Russia, which has built up military forces to the north, east and south of Ukraine, has rubbished the idea it plans to attack and has accused Western nations of spreading lies and hysteria.

Two sources told Reuters that the United States decided to withdraw its staff from Ukraine, while Britain moved its monitors from rebel-held areas to ones under government control.

One diplomatic source said 160 OSCE staff were being taken out of Ukraine, including Dutch, Canadian, Slovakian and Albanian citizens. That number could not be immediately confirmed by another source.

Mykhailo Podolyak, an adviser to the Ukrainian president’s chief of staff, told Reuters that Kyiv had an interest in the Special Monitoring Mission working at full strength, but declined to comment further on what he said was an OSCE matter.

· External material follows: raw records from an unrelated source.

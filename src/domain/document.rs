//! Configuration document data model.
//!
//! These types mirror the configuration file format: a root `sdk` section with a
//! `resource` block and an optional `tracer_provider` block. They are plain
//! serde records with no behaviour beyond parsing; every symbolic name they hold
//! (`name`, `type`, `protocol`, `sampler`) stays a `String` here and is resolved
//! into a closed enum by the [`registry`](crate::registry) during assembly.
//!
//! Documents can be written as JSON, YAML or TOML. All three are first
//! normalised into a [`serde_json::Value`] so that schema validation and typed
//! deserialization see exactly the same tree.
//!
//! # Format
//!
//! ```yaml
//! sdk:
//!   resource:
//!     attributes:
//!       service.name: checkout
//!   tracer_provider:
//!     exporters:
//!       console: {}
//!       collector:
//!         type: otlp
//!         protocol: http/protobuf
//!         endpoint: http://localhost:4318/v1/traces
//!         timeout: 10000
//!     span_processors:
//!       - name: simple
//!         args:
//!           exporter: console
//!       - name: batch
//!         args:
//!           exporter: collector
//!           max_queue_size: 2048
//! ```

use crate::domain::error::{ConfigError, Result};
use serde::{Deserialize, Serialize};
use serde_json::Value;
use std::collections::BTreeMap;
use std::fmt;
use std::path::{Path, PathBuf};

/// Text formats a configuration document can be written in.
#[derive(Debug, Clone, Copy, PartialEq, Eq)]
pub enum DocumentFormat {
    Json,
    Yaml,
    Toml,
}

impl DocumentFormat {
    /// Picks a format from a file extension.
    ///
    /// Returns `None` for unrecognized or missing extensions.
    ///
    /// # Examples
    ///
    /// ```
    /// use otel_fileconfig::DocumentFormat;
    /// use std::path::Path;
    ///
    /// assert_eq!(DocumentFormat::from_path(Path::new("otel.yml")), Some(DocumentFormat::Yaml));
    /// assert_eq!(DocumentFormat::from_path(Path::new("otel.ini")), None);
    /// ```
    #[must_use]
    pub fn from_path(path: &Path) -> Option<Self> {
        match path.extension()?.to_str()?.to_ascii_lowercase().as_str() {
            "json" => Some(Self::Json),
            "yaml" | "yml" => Some(Self::Yaml),
            "toml" => Some(Self::Toml),
            _ => None,
        }
    }

    /// Parses text in this format into a JSON value tree.
    ///
    /// # Errors
    ///
    /// Returns [`ConfigError::MalformedDocument`] if the text is not valid in
    /// this format.
    pub fn parse(self, text: &str) -> Result<Value> {
        let parsed = match self {
            Self::Json => serde_json::from_str(text).map_err(|e| e.to_string()),
            Self::Yaml => serde_yaml::from_str(text).map_err(|e| e.to_string()),
            Self::Toml => toml::from_str(text).map_err(|e| e.to_string()),
        };
        parsed.map_err(|e| ConfigError::MalformedDocument(format!("{self} input: {e}")))
    }
}

impl fmt::Display for DocumentFormat {
    fn fmt(&self, f: &mut fmt::Formatter<'_>) -> fmt::Result {
        f.write_str(match self {
            Self::Json => "JSON",
            Self::Yaml => "YAML",
            Self::Toml => "TOML",
        })
    }
}

/// Reads a document file and normalises it into a JSON value tree.
///
/// The format is chosen from the file extension; unknown extensions are read
/// as YAML, which is a superset of JSON.
///
/// # Errors
///
/// Returns [`ConfigError::Io`] if the file cannot be read and
/// [`ConfigError::MalformedDocument`] if it cannot be parsed.
pub fn load_value(path: &Path) -> Result<Value> {
    tracing::debug!(path = ?path, "loading configuration document");
    let text = std::fs::read_to_string(path)?;
    let format = DocumentFormat::from_path(path).unwrap_or(DocumentFormat::Yaml);
    format.parse(&text)
}

/// A scalar attribute or header value.
///
/// Resource attributes may be strings, integers, floats or booleans. Header
/// values are stringified through [`Display`](fmt::Display), which lets
/// documents write `api-key: 1234` without quoting.
#[derive(Debug, Clone, PartialEq, Serialize, Deserialize)]
#[serde(untagged)]
pub enum ScalarValue {
    Bool(bool),
    Int(i64),
    Float(f64),
    String(String),
}

impl fmt::Display for ScalarValue {
    fn fmt(&self, f: &mut fmt::Formatter<'_>) -> fmt::Result {
        match self {
            Self::Bool(b) => write!(f, "{b}"),
            Self::Int(i) => write!(f, "{i}"),
            Self::Float(x) => write!(f, "{x}"),
            Self::String(s) => f.write_str(s),
        }
    }
}

impl From<&ScalarValue> for opentelemetry::Value {
    fn from(value: &ScalarValue) -> Self {
        match value {
            ScalarValue::Bool(b) => Self::Bool(*b),
            ScalarValue::Int(i) => Self::I64(*i),
            ScalarValue::Float(x) => Self::F64(*x),
            ScalarValue::String(s) => Self::String(s.clone().into()),
        }
    }
}

/// The root of a parsed configuration document.
///
/// Read-only after parsing: the assembler only ever borrows it.
#[derive(Debug, Clone, Default, PartialEq, Serialize, Deserialize)]
pub struct ConfigDocument {
    /// Version tag of the file format, carried through untouched.
    #[serde(default, skip_serializing_if = "Option::is_none")]
    pub scheme_version: Option<ScalarValue>,

    /// SDK configuration.
    #[serde(default)]
    pub sdk: SdkConfig,
}

impl ConfigDocument {
    /// Deserializes a document from an already-parsed value tree.
    ///
    /// # Errors
    ///
    /// Returns [`ConfigError::MalformedDocument`] if the tree does not match the
    /// data model (for example a string where a list of processors is expected).
    pub fn from_value(value: &Value) -> Result<Self> {
        Self::deserialize(value).map_err(|e| ConfigError::MalformedDocument(e.to_string()))
    }

    /// Parses and deserializes a document from text.
    ///
    /// # Errors
    ///
    /// Returns [`ConfigError::MalformedDocument`] if the text cannot be parsed
    /// or does not match the data model.
    pub fn parse(text: &str, format: DocumentFormat) -> Result<Self> {
        Self::from_value(&format.parse(text)?)
    }
}

/// The `sdk` section.
#[derive(Debug, Clone, Default, PartialEq, Serialize, Deserialize)]
pub struct SdkConfig {
    /// Disables the SDK entirely: nothing is assembled or installed.
    #[serde(default)]
    pub disabled: bool,

    /// Resource attributes attached to every span.
    #[serde(default)]
    pub resource: ResourceConfig,

    /// Text-map propagators, in the order they should run.
    #[serde(default, skip_serializing_if = "Vec::is_empty")]
    pub propagators: Vec<String>,

    /// Tracer provider pipeline. Absent means a no-op provider.
    #[serde(default, skip_serializing_if = "Option::is_none")]
    pub tracer_provider: Option<TracerProviderConfig>,
}

/// The `sdk.resource` section.
#[derive(Debug, Clone, Default, PartialEq, Serialize, Deserialize)]
pub struct ResourceConfig {
    #[serde(default)]
    pub attributes: BTreeMap<String, ScalarValue>,
}

/// The `sdk.tracer_provider` section.
///
/// Every exporter name referenced by a processor must be a key of
/// [`exporters`](Self::exporters). The schema cannot express that constraint,
/// so it is checked during assembly.
#[derive(Debug, Clone, Default, PartialEq, Serialize, Deserialize)]
pub struct TracerProviderConfig {
    /// Exporters by name.
    #[serde(default)]
    pub exporters: BTreeMap<String, ExporterConfig>,

    /// Span processors in attachment order.
    #[serde(default)]
    pub span_processors: Vec<SpanProcessorConfig>,

    #[serde(default, skip_serializing_if = "Option::is_none")]
    pub span_limits: Option<SpanLimitsConfig>,

    /// Sampler name (`always_on`, `always_off`, `trace_id_ratio_based`, `parent_based`).
    #[serde(default, skip_serializing_if = "Option::is_none")]
    pub sampler: Option<String>,

    #[serde(default, skip_serializing_if = "Option::is_none")]
    pub sampler_config: Option<SamplerConfig>,
}

/// One entry of `span_processors`.
#[derive(Debug, Clone, PartialEq, Serialize, Deserialize)]
pub struct SpanProcessorConfig {
    /// Processor kind (`batch` or `simple`).
    #[serde(alias = "kind")]
    pub name: String,

    pub args: ProcessorArgs,
}

/// The `args` record of a span processor.
///
/// Durations are integer milliseconds. Unset tuning fields keep the SDK's
/// defaults.
#[derive(Debug, Clone, Default, PartialEq, Eq, Serialize, Deserialize)]
pub struct ProcessorArgs {
    /// Name of the exporter this processor feeds.
    pub exporter: String,

    #[serde(default, alias = "scheduled_delay_millis", skip_serializing_if = "Option::is_none")]
    pub schedule_delay: Option<u64>,

    #[serde(default, alias = "export_timeout_millis", skip_serializing_if = "Option::is_none")]
    pub export_timeout: Option<u64>,

    #[serde(default, skip_serializing_if = "Option::is_none")]
    pub max_queue_size: Option<usize>,

    #[serde(default, skip_serializing_if = "Option::is_none")]
    pub max_export_batch_size: Option<usize>,
}

/// One entry of `exporters`.
///
/// When `type` is omitted the exporter's key in the mapping is used as its
/// type, so `exporters: { console: {} }` declares a console exporter.
#[derive(Debug, Clone, Default, PartialEq, Serialize, Deserialize)]
pub struct ExporterConfig {
    #[serde(rename = "type", default, skip_serializing_if = "Option::is_none")]
    pub kind: Option<String>,

    /// Wire protocol for network exporters. Defaults to `http/protobuf`.
    #[serde(default, skip_serializing_if = "Option::is_none")]
    pub protocol: Option<String>,

    /// Collector URL, used verbatim.
    #[serde(default, skip_serializing_if = "Option::is_none")]
    pub endpoint: Option<String>,

    #[serde(default, skip_serializing_if = "BTreeMap::is_empty")]
    pub headers: BTreeMap<String, ScalarValue>,

    /// Export timeout in milliseconds.
    #[serde(default, skip_serializing_if = "Option::is_none")]
    pub timeout: Option<u64>,

    /// Accepted for compatibility; the HTTP exporter does not compress.
    #[serde(default, skip_serializing_if = "Option::is_none")]
    pub compression: Option<String>,

    /// Output file for the `file` exporter.
    #[serde(default, skip_serializing_if = "Option::is_none")]
    pub path: Option<PathBuf>,
}

impl ExporterConfig {
    /// Returns the declared type, falling back to the exporter's name.
    #[must_use]
    pub fn kind_or<'a>(&'a self, name: &'a str) -> &'a str {
        self.kind.as_deref().unwrap_or(name)
    }
}

/// The `span_limits` section.
#[derive(Debug, Clone, Default, PartialEq, Eq, Serialize, Deserialize)]
pub struct SpanLimitsConfig {
    #[serde(default, skip_serializing_if = "Option::is_none")]
    pub attribute_count_limit: Option<u32>,
    #[serde(default, skip_serializing_if = "Option::is_none")]
    pub attribute_value_length_limit: Option<u32>,
    #[serde(default, skip_serializing_if = "Option::is_none")]
    pub event_count_limit: Option<u32>,
    #[serde(default, skip_serializing_if = "Option::is_none")]
    pub link_count_limit: Option<u32>,
    #[serde(default, skip_serializing_if = "Option::is_none")]
    pub event_attribute_count_limit: Option<u32>,
    #[serde(default, skip_serializing_if = "Option::is_none")]
    pub link_attribute_count_limit: Option<u32>,
}

/// The `sampler_config` section.
#[derive(Debug, Clone, Default, PartialEq, Serialize, Deserialize)]
pub struct SamplerConfig {
    #[serde(default, skip_serializing_if = "Option::is_none")]
    pub trace_id_ratio_based: Option<RatioSamplerConfig>,

    #[serde(default, skip_serializing_if = "Option::is_none")]
    pub parent_based: Option<ParentBasedSamplerConfig>,
}

/// Arguments of the `trace_id_ratio_based` sampler.
#[derive(Debug, Clone, PartialEq, Serialize, Deserialize)]
pub struct RatioSamplerConfig {
    pub ratio: f64,
}

/// Arguments of the `parent_based` sampler.
#[derive(Debug, Clone, Default, PartialEq, Eq, Serialize, Deserialize)]
pub struct ParentBasedSamplerConfig {
    /// Sampler for root spans. Defaults to `always_on`.
    #[serde(default, skip_serializing_if = "Option::is_none")]
    pub root: Option<String>,
}

#[cfg(test)]
mod tests {
    use super::*;

    #[test]
    fn yaml_and_json_normalise_to_the_same_tree() {
        let yaml = "sdk:\n  resource:\n    attributes:\n      service.name: demo\n";
        let json = r#"{"sdk":{"resource":{"attributes":{"service.name":"demo"}}}}"#;

        assert_eq!(
            DocumentFormat::Yaml.parse(yaml).unwrap(),
            DocumentFormat::Json.parse(json).unwrap()
        );
    }

    #[test]
    fn toml_documents_parse() {
        let text = "[sdk.tracer_provider.exporters.console]\n\n[[sdk.tracer_provider.span_processors]]\nname = \"simple\"\nargs = { exporter = \"console\" }\n";
        let doc = ConfigDocument::parse(text, DocumentFormat::Toml).unwrap();

        let provider = doc.sdk.tracer_provider.unwrap();
        assert!(provider.exporters.contains_key("console"));
        assert_eq!(provider.span_processors[0].args.exporter, "console");
    }

    #[test]
    fn processor_kind_accepts_kind_alias() {
        let json = r#"{"sdk":{"tracer_provider":{"span_processors":[{"kind":"batch","args":{"exporter":"e"}}]}}}"#;
        let doc = ConfigDocument::parse(json, DocumentFormat::Json).unwrap();

        assert_eq!(doc.sdk.tracer_provider.unwrap().span_processors[0].name, "batch");
    }

    #[test]
    fn exporter_type_falls_back_to_name() {
        let exporter = ExporterConfig::default();
        assert_eq!(exporter.kind_or("console"), "console");

        let typed = ExporterConfig {
            kind: Some("otlp".to_string()),
            ..Default::default()
        };
        assert_eq!(typed.kind_or("collector"), "otlp");
    }

    #[test]
    fn scalar_headers_stringify() {
        let json = r#"{"api-key": 1234, "debug": true, "tenant": "a"}"#;
        let headers: BTreeMap<String, ScalarValue> = serde_json::from_str(json).unwrap();

        let rendered: Vec<String> = headers.values().map(ToString::to_string).collect();
        assert_eq!(rendered, vec!["1234", "true", "a"]);
    }

    #[test]
    fn syntax_errors_are_malformed_documents() {
        let err = DocumentFormat::Json.parse("{not json").unwrap_err();
        assert!(matches!(err, ConfigError::MalformedDocument(_)));
    }

    #[test]
    fn shape_errors_are_malformed_documents() {
        let value = serde_json::json!({"sdk": {"tracer_provider": {"span_processors": "batch"}}});
        let err = ConfigDocument::from_value(&value).unwrap_err();
        assert!(matches!(err, ConfigError::MalformedDocument(_)));
    }
}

Russia’s foreign ministry spokesperson criticised the U.S. move and said the mission was succumbing to what she described as a “military psychosis” stirred up by Washington.

In a statement, the official, Maria Zakharova, urged the OSCE’s leadership to prevent attempts to “manipulate the mission” and said its monitoring was needed now more than ever.

Russia and OSCE have had disagreements in the past over eastern Ukraine.

Moscow refused to allow another OSCE mission to keep monitoring the border between the rebel-controlled area in east Ukraine and Russia in September. Pro-Russian separatists blocked its monitors in their hotel in Donetsk for a week in October. read more

Denmark’s OSCE monitors also left Donetsk, one diplomatic source said. Reuters could not immediately establish whether they were leaving the country or only rebel-held territory.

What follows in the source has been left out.